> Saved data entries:
use tracing_subscriber::{fmt, prelude::*, EnvFilter};

/// Install the global tracing subscriber.
///
/// `RUST_LOG` wins when set; otherwise `verbose` selects `debug` over `info`.
/// Calling this more than once is harmless: later calls are ignored.
pub fn init(verbose: bool) {
    let filter = EnvFilter::try_from_default_env().unwrap_or_else(|_| {
        if verbose {
            EnvFilter::new("debug")
        } else {
            EnvFilter::new("info")
        }
    });

    let _ = tracing_subscriber::registry()
        .with(fmt::layer())
        .with(filter)
        .try_init();
}

/// Same as [`init`] but emits one JSON object per line.
pub fn init_json(verbose: bool) {
    let filter = EnvFilter::try_from_default_env().unwrap_or_else(|_| {
        if verbose {
            EnvFilter::new("debug")
        } else {
            EnvFilter::new("info")
        }
    });

    let _ = tracing_subscriber::registry()
        .with(fmt::layer().json())
        .with(filter)
        .try_init();
}
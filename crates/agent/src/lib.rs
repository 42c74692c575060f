pub mod bus;
pub mod intent;
pub mod reasoning;
pub mod runtime;
pub mod session;

pub use bus::{BusStats, EventBus, EventHandler, SubscriptionId};
pub use intent::{IntentParser, IntentRule, ParsedIntent, RuleIntentParser};
pub use reasoning::{ReasoningContext, ReasoningEngine, ReasoningResult, ReasoningStats, Verdict};
pub use runtime::{Core, CoreBuilder, CoreStats, Response, UNKNOWN_INTENT};
pub use session::{HistoryEntry, Session, SessionController};
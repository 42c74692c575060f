use conductor_core::{normalize_text, Entities, EntityValue, Error, Result};
use conductor_skills::SkillMeta;
use regex::Regex;
use serde::{Deserialize, Serialize};
use std::sync::RwLock;

const PATTERN_CONFIDENCE: f64 = 0.9;
const KEYWORD_CONFIDENCE: f64 = 0.6;
const TRIGGER_PRIORITY: u8 = 5;

/// A candidate meaning for an utterance.
#[derive(Debug, Clone, PartialEq, Serialize, Deserialize)]
pub struct ParsedIntent {
    pub intent: String,
    pub entities: Entities,
    pub confidence: f64,
}

/// Turns normalized text into a candidate intent. `None` means no candidate.
pub trait IntentParser: Send + Sync {
    fn parse(&self, text: &str) -> Option<ParsedIntent>;
}

/// One keyword/regex rule. Named capture groups become entities.
#[derive(Debug, Clone)]
pub struct IntentRule {
    intent: String,
    keywords: Vec<String>,
    patterns: Vec<Regex>,
    negative: Vec<String>,
    priority: u8,
}

impl IntentRule {
    pub fn new(intent: &str, priority: u8) -> Self {
        Self {
            intent: intent.to_string(),
            keywords: Vec::new(),
            patterns: Vec::new(),
            negative: Vec::new(),
            priority,
        }
    }

    pub fn with_keywords(mut self, keywords: &[&str]) -> Self {
        self.keywords
            .extend(keywords.iter().map(|k| normalize_text(k)).filter(|k| !k.is_empty()));
        self
    }

    pub fn with_pattern(mut self, pattern: &str) -> Result<Self> {
        let regex = Regex::new(pattern)
            .map_err(|e| Error::Config(format!("invalid intent pattern '{}': {}", pattern, e)))?;
        self.patterns.push(regex);
        Ok(self)
    }

    /// Keywords that veto this rule when present.
    pub fn with_negative(mut self, words: &[&str]) -> Self {
        self.negative.extend(words.iter().map(|w| normalize_text(w)));
        self
    }

    pub fn intent(&self) -> &str {
        &self.intent
    }

    fn matches(&self, text: &str) -> Option<(Entities, f64)> {
        if self.negative.iter().any(|n| text.contains(n.as_str())) {
            return None;
        }
        for pattern in &self.patterns {
            if let Some(caps) = pattern.captures(text) {
                let entities = pattern
                    .capture_names()
                    .flatten()
                    .filter_map(|name| {
                        let value = caps.name(name)?.as_str().trim();
                        (!value.is_empty()).then(|| (name.to_string(), capture_value(value)))
                    })
                    .collect();
                return Some((entities, PATTERN_CONFIDENCE));
            }
        }
        if self.keywords.iter().any(|k| text.contains(k.as_str())) {
            return Some((Entities::new(), KEYWORD_CONFIDENCE));
        }
        None
    }
}

fn capture_value(value: &str) -> EntityValue {
    match value.parse::<f64>() {
        Ok(n) if n.is_finite() => EntityValue::Number(n),
        _ => EntityValue::Text(value.to_string()),
    }
}

/// Rule table parser: highest priority match wins, pattern matches beat keyword matches.
#[derive(Default)]
pub struct RuleIntentParser {
    rules: RwLock<Vec<IntentRule>>,
}

impl RuleIntentParser {
    pub fn new() -> Self {
        Self::default()
    }

    /// Parser preloaded with rules for common assistant requests.
    pub fn with_defaults() -> Result<Self> {
        let parser = Self::new();
        parser.add_rule(
            IntentRule::new("get_time", 8)
                .with_keywords(&["what time", "qué hora", "que hora", "current time"]),
        );
        parser.add_rule(
            IntentRule::new("get_date", 8)
                .with_keywords(&["what day", "today's date", "qué día", "que dia", "fecha"]),
        );
        parser.add_rule(
            IntentRule::new("open_app", 7)
                .with_pattern(r"^(?:open|launch|start|abre|abrir|inicia)\s+(?P<app>[\w .+-]+)$")?
                .with_negative(&["file", "archivo"]),
        );
        parser.add_rule(
            IntentRule::new("set_mode", 9).with_pattern(
                r"(?:switch|change|set|cambia)\s+(?:to\s+|a\s+)?(?:modo\s+)?(?P<mode>safe|passive|active|analysis)(?:\s+mode)?",
            )?,
        );
        Ok(parser)
    }

    pub fn add_rule(&self, rule: IntentRule) {
        let mut rules = self.rules.write().unwrap_or_else(|e| e.into_inner());
        rules.push(rule);
        rules.sort_by(|a, b| b.priority.cmp(&a.priority));
    }

    /// Register a skill's trigger phrases as keywords for its intent.
    pub fn add_skill_triggers(&self, meta: &SkillMeta) {
        if meta.triggers.is_empty() {
            return;
        }
        let triggers: Vec<&str> = meta.triggers.iter().map(String::as_str).collect();
        self.add_rule(IntentRule::new(&meta.name, TRIGGER_PRIORITY).with_keywords(&triggers));
    }

    pub fn remove_rules_for(&self, intent: &str) -> usize {
        let mut rules = self.rules.write().unwrap_or_else(|e| e.into_inner());
        let before = rules.len();
        rules.retain(|r| r.intent != intent);
        before - rules.len()
    }

    pub fn rule_count(&self) -> usize {
        self.rules.read().unwrap_or_else(|e| e.into_inner()).len()
    }
}

impl IntentParser for RuleIntentParser {
    fn parse(&self, text: &str) -> Option<ParsedIntent> {
        let text = normalize_text(text);
        if text.is_empty() {
            return None;
        }
        let rules = self.rules.read().unwrap_or_else(|e| e.into_inner());
        let mut best: Option<(u8, ParsedIntent)> = None;
        for rule in rules.iter() {
            if best.as_ref().is_some_and(|(p, _)| *p > rule.priority) {
                break;
            }
            if let Some((entities, confidence)) = rule.matches(&text) {
                let better = best
                    .as_ref()
                    .map_or(true, |(_, current)| confidence > current.confidence);
                if better {
                    best = Some((
                        rule.priority,
                        ParsedIntent {
                            intent: rule.intent.clone(),
                            entities,
                            confidence,
                        },
                    ));
                }
            }
        }
        best.map(|(_, parsed)| parsed)
    }
}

> Exercise objective:
Gather each line in the entries above where the string "ParsedIntent" is found.

> Solution to this problem:
pub use intent::{IntentParser, IntentRule, ParsedIntent, RuleIntentParser};
pub struct ParsedIntent {
    fn parse(&self, text: &str) -> Option<ParsedIntent>;
    fn parse(&self, text: &str) -> Option<ParsedIntent> {
        let mut best: Option<(u8, ParsedIntent)> = None;
                        ParsedIntent {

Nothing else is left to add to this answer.